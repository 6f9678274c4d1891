//! Conversation orchestrator: one user prompt, at most one tool call.
//!
//! 1. **Prompt** — system instructions embedding the tool schema, plus the
//!    user prompt, sent at the low tool-selection temperature.
//! 2. **Detect** — look for a JSON tool request in the reply. Malformed JSON
//!    and unknown tool names fall through to a direct answer.
//! 3. **Execute + follow up** — run the tool, append its output and ask the
//!    model for a final answer at the answer temperature.
//!
//! Endpoint failures end the run; nothing is retried.

use std::sync::Arc;

use serde_json::Value;
use tracing::Instrument;
use uuid::Uuid;

use crate::agent_core::conversation::Conversation;
use crate::agent_core::errors::AgentError;
use crate::agent_core::tool_call_parser::{detect_tool_call, ToolCallDetection};
use crate::agent_core::tool_registry::{to_pretty_json, ToolRegistry};
use crate::agent_core::types::ToolInvocationRequest;
use crate::inference::config::OrchestratorConfig;
use crate::inference::endpoint::ChatEndpoint;
use crate::inference::types::ChatMessage;

// ─── Prompts ────────────────────────────────────────────────────────────────

/// User instruction appended after the tool result.
pub const FOLLOW_UP_INSTRUCTION: &str =
    "Based on the result from the tool, please formulate a final answer to the original user question.";

/// Build the phase-1 system prompt around a `describe()` schema.
pub fn build_system_prompt(tool_schema: &str) -> String {
    format!(
        "You are a helpful assistant with access to the following tools.\n\
         To use a tool, you must respond with a JSON object with two keys: \"tool_name\" and \"parameters\".\n\
         \n\
         Here are the available tools:\n\
         {tool_schema}\n\
         \n\
         If you decide to use a tool, your response MUST be only the JSON object.\n\
         If you don't need a tool, answer the user's question directly."
    )
}

// ─── Types ──────────────────────────────────────────────────────────────────

/// How a run ended.
#[derive(Debug, Clone, PartialEq)]
pub enum ConversationOutcome {
    /// The first reply was the answer; no tool ran.
    DirectAnswer { answer: String },
    /// A tool ran and the model answered from its output.
    ToolAssisted {
        tool_name: String,
        /// Parameters exactly as the model sent them.
        parameters: Value,
        /// Stringified tool result (or error string) as the model saw it.
        tool_output: String,
        answer: String,
    },
}

impl ConversationOutcome {
    /// The text to show the user.
    pub fn answer(&self) -> &str {
        match self {
            Self::DirectAnswer { answer } | Self::ToolAssisted { answer, .. } => answer,
        }
    }

    /// The tool that ran, if any.
    pub fn tool_name(&self) -> Option<&str> {
        match self {
            Self::DirectAnswer { .. } => None,
            Self::ToolAssisted { tool_name, .. } => Some(tool_name),
        }
    }
}

/// Result of [`ConversationOrchestrator::run`].
#[derive(Debug, Clone)]
pub struct RunOutput {
    /// Correlates this run's log lines.
    pub run_id: Uuid,
    pub outcome: ConversationOutcome,
    /// Every message exchanged, including the final assistant reply.
    pub conversation: Conversation,
}

// ─── Orchestrator ───────────────────────────────────────────────────────────

/// Drives the prompt → detect → execute → follow-up exchange.
///
/// Holds no per-run state, so one instance can serve any number of runs.
pub struct ConversationOrchestrator {
    endpoint: Arc<dyn ChatEndpoint>,
    registry: Arc<ToolRegistry>,
    settings: OrchestratorConfig,
}

impl ConversationOrchestrator {
    /// Create an orchestrator with default temperatures (0.1 / 0.7).
    pub fn new(endpoint: Arc<dyn ChatEndpoint>, registry: Arc<ToolRegistry>) -> Self {
        Self {
            endpoint,
            registry,
            settings: OrchestratorConfig::default(),
        }
    }

    pub fn with_settings(mut self, settings: OrchestratorConfig) -> Self {
        self.settings = settings;
        self
    }

    /// Run one conversation for `user_prompt`.
    pub async fn run(&self, user_prompt: &str) -> Result<RunOutput, AgentError> {
        let run_id = Uuid::new_v4();
        let span = tracing::info_span!("conversation", run_id = %run_id);
        self.run_inner(run_id, user_prompt).instrument(span).await
    }

    async fn run_inner(&self, run_id: Uuid, user_prompt: &str) -> Result<RunOutput, AgentError> {
        let mut conversation = Conversation::new();
        conversation.push(ChatMessage::system(build_system_prompt(&self.registry.describe())));
        conversation.push(ChatMessage::user(user_prompt));

        tracing::info!(
            prompt_len = user_prompt.len(),
            tools = self.registry.len(),
            temperature = self.settings.tool_temperature,
            "conversation started"
        );

        let first = self
            .endpoint
            .complete(conversation.messages(), self.settings.tool_temperature)
            .await?;

        let Some(request) = self.accept_tool_call(&first.content) else {
            tracing::info!(answer_len = first.content.len(), "direct answer, no tool call");
            let answer = first.content.clone();
            conversation.push(first);
            return Ok(RunOutput {
                run_id,
                outcome: ConversationOutcome::DirectAnswer { answer },
                conversation,
            });
        };

        let tool_output = self
            .registry
            .invoke(&request.tool_name, &request.parameters)
            .await?;

        conversation.push(ChatMessage::assistant(to_pretty_json(&request)?));
        conversation.push(ChatMessage::tool_result(tool_output.clone(), None));
        conversation.push(ChatMessage::user(FOLLOW_UP_INSTRUCTION));

        let last = self
            .endpoint
            .complete(conversation.messages(), self.settings.answer_temperature)
            .await?;

        tracing::info!(
            tool = %request.tool_name,
            answer_len = last.content.len(),
            messages = conversation.len() + 1,
            "conversation finished with tool result"
        );

        let answer = last.content.clone();
        conversation.push(last);

        let ToolInvocationRequest {
            tool_name,
            parameters,
        } = request;
        Ok(RunOutput {
            run_id,
            outcome: ConversationOutcome::ToolAssisted {
                tool_name,
                parameters,
                tool_output,
                answer,
            },
            conversation,
        })
    }

    /// Detect a tool call in `content` and keep it only if the tool exists.
    fn accept_tool_call(&self, content: &str) -> Option<ToolInvocationRequest> {
        match detect_tool_call(content) {
            ToolCallDetection::Call(request) if self.registry.contains(&request.tool_name) => {
                tracing::info!(
                    tool = %request.tool_name,
                    params = %request.parameters,
                    "tool call detected"
                );
                Some(request)
            }
            ToolCallDetection::Call(request) => {
                tracing::warn!(
                    tool = %request.tool_name,
                    "model asked for an unknown tool, treating reply as a direct answer"
                );
                None
            }
            ToolCallDetection::Malformed { raw, reason } => {
                tracing::warn!(
                    reason = %reason,
                    raw_len = raw.len(),
                    "could not decode tool call JSON, treating reply as a direct answer"
                );
                tracing::debug!(raw = %raw, "malformed tool call");
                None
            }
            ToolCallDetection::NoCall => None,
        }
    }
}

// ─── Tests ───────────────────────────────────────────────────────────────────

○ ○ ○ ○

Task | From the first line to the last, copy the records exactly as they appear above.

Output of the task |
repository 6f9678274c4d1891
//! Conversation orchestrator: one user prompt, at most one tool call.
//!
//! 1. **Prompt** — system instructions embedding the tool schema, plus the
//!    user prompt, sent at the low tool-selection temperature.
//! 2. **Detect** — look for a JSON tool request in the reply. Malformed JSON
//!    and unknown tool names fall through to a direct answer.
//! 3. **Execute + follow up** — run the tool, append its output and ask the
//!    model for a final answer at the answer temperature.
//!
//! Endpoint failures end the run; nothing is retried.

use std::sync::Arc;

use serde_json::Value;
use tracing::Instrument;
use uuid::Uuid;

use crate::agent_core::conversation::Conversation;
use crate::agent_core::errors::AgentError;
use crate::agent_core::tool_call_parser::{detect_tool_call, ToolCallDetection};
use crate::agent_core::tool_registry::{to_pretty_json, ToolRegistry};
use crate::agent_core::types::ToolInvocationRequest;
use crate::inference::config::OrchestratorConfig;
use crate::inference::endpoint::ChatEndpoint;
use crate::inference::types::ChatMessage;

// ─── Prompts ────────────────────────────────────────────────────────────────

/// User instruction appended after the tool result.
pub const FOLLOW_UP_INSTRUCTION: &str =
    "Based on the result from the tool, please formulate a final answer to the original user question.";

/// Build the phase-1 system prompt around a `describe()` schema.
pub fn build_system_prompt(tool_schema: &str) -> String {
    format!(
        "You are a helpful assistant with access to the following tools.\n\
         To use a tool, you must respond with a JSON object with two keys: \"tool_name\" and \"parameters\".\n\
         \n\
         Here are the available tools:\n\
         {tool_schema}\n\
         \n\
         If you decide to use a tool, your response MUST be only the JSON object.\n\
         If you don't need a tool, answer the user's question directly."
    )
}

// ─── Types ──────────────────────────────────────────────────────────────────

/// How a run ended.
#[derive(Debug, Clone, PartialEq)]
pub enum ConversationOutcome {
    /// The first reply was the answer; no tool ran.
    DirectAnswer { answer: String },
    /// A tool ran and the model answered from its output.
    ToolAssisted {
        tool_name: String,
        /// Parameters exactly as the model sent them.
        parameters: Value,
        /// Stringified tool result (or error string) as the model saw it.
        tool_output: String,
        answer: String,
    },
}

impl ConversationOutcome {
    /// The text to show the user.
    pub fn answer(&self) -> &str {
        match self {
            Self::DirectAnswer { answer } | Self::ToolAssisted { answer, .. } => answer,
        }
    }

    /// The tool that ran, if any.
    pub fn tool_name(&self) -> Option<&str> {
        match self {
            Self::DirectAnswer { .. } => None,
            Self::ToolAssisted { tool_name, .. } => Some(tool_name),
        }
    }
}

/// Result of [`ConversationOrchestrator::run`].
#[derive(Debug, Clone)]
pub struct RunOutput {
    /// Correlates this run's log lines.
    pub run_id: Uuid,
    pub outcome: ConversationOutcome,
    /// Every message exchanged, including the final assistant reply.
    pub conversation: Conversation,
}

// ─── Orchestrator ───────────────────────────────────────────────────────────

/// Drives the prompt → detect → execute → follow-up exchange.
///
/// Holds no per-run state, so one instance can serve any number of runs.
pub struct ConversationOrchestrator {
    endpoint: Arc<dyn ChatEndpoint>,
    registry: Arc<ToolRegistry>,
    settings: OrchestratorConfig,
}

impl ConversationOrchestrator {
    /// Create an orchestrator with default temperatures (0.1 / 0.7).
    pub fn new(endpoint: Arc<dyn ChatEndpoint>, registry: Arc<ToolRegistry>) -> Self {
        Self {
            endpoint,
            registry,
            settings: OrchestratorConfig::default(),
        }
    }

    pub fn with_settings(mut self, settings: OrchestratorConfig) -> Self {
        self.settings = settings;
        self
    }

    /// Run one conversation for `user_prompt`.
    pub async fn run(&self, user_prompt: &str) -> Result<RunOutput, AgentError> {
        let run_id = Uuid::new_v4();
        let span = tracing::info_span!("conversation", run_id = %run_id);
        self.run_inner(run_id, user_prompt).instrument(span).await
    }

    async fn run_inner(&self, run_id: Uuid, user_prompt: &str) -> Result<RunOutput, AgentError> {
        let mut conversation = Conversation::new();
        conversation.push(ChatMessage::system(build_system_prompt(&self.registry.describe())));
        conversation.push(ChatMessage::user(user_prompt));

        tracing::info!(
            prompt_len = user_prompt.len(),
            tools = self.registry.len(),
            temperature = self.settings.tool_temperature,
            "conversation started"
        );

        let first = self
            .endpoint
            .complete(conversation.messages(), self.settings.tool_temperature)
            .await?;

        let Some(request) = self.accept_tool_call(&first.content) else {
            tracing::info!(answer_len = first.content.len(), "direct answer, no tool call");
            let answer = first.content.clone();
            conversation.push(first);
            return Ok(RunOutput {
                run_id,
                outcome: ConversationOutcome::DirectAnswer { answer },
                conversation,
            });
        };

        let tool_output = self
            .registry
            .invoke(&request.tool_name, &request.parameters)
            .await?;

        conversation.push(ChatMessage::assistant(to_pretty_json(&request)?));
        conversation.push(ChatMessage::tool_result(tool_output.clone(), None));
        conversation.push(ChatMessage::user(FOLLOW_UP_INSTRUCTION));

        let last = self
            .endpoint
            .complete(conversation.messages(), self.settings.answer_temperature)
            .await?;

        tracing::info!(
            tool = %request.tool_name,
            answer_len = last.content.len(),
            messages = conversation.len() + 1,
            "conversation finished with tool result"
        );

        let answer = last.content.clone();
        conversation.push(last);

        let ToolInvocationRequest {
            tool_name,
            parameters,
        } = request;
        Ok(RunOutput {
            run_id,
            outcome: ConversationOutcome::ToolAssisted {
                tool_name,
                parameters,
                tool_output,
                answer,
            },
            conversation,
        })
    }

    /// Detect a tool call in `content` and keep it only if the tool exists.
    fn accept_tool_call(&self, content: &str) -> Option<ToolInvocationRequest> {
        match detect_tool_call(content) {
            ToolCallDetection::Call(request) if self.registry.contains(&request.tool_name) => {
                tracing::info!(
                    tool = %request.tool_name,
                    params = %request.parameters,
                    "tool call detected"
                );
                Some(request)
            }
            ToolCallDetection::Call(request) => {
                tracing::warn!(
                    tool = %request.tool_name,
                    "model asked for an unknown tool, treating reply as a direct answer"
                );
                None
            }
            ToolCallDetection::Malformed { raw, reason } => {
                tracing::warn!(
                    reason = %reason,
                    raw_len = raw.len(),
                    "could not decode tool call JSON, treating reply as a direct answer"
                );
                tracing::debug!(raw = %raw, "malformed tool call");
                None
            }
            ToolCallDetection::NoCall => None,
        }
    }
}

// ─── Tests ───────────────────────────────────────────────────────────────────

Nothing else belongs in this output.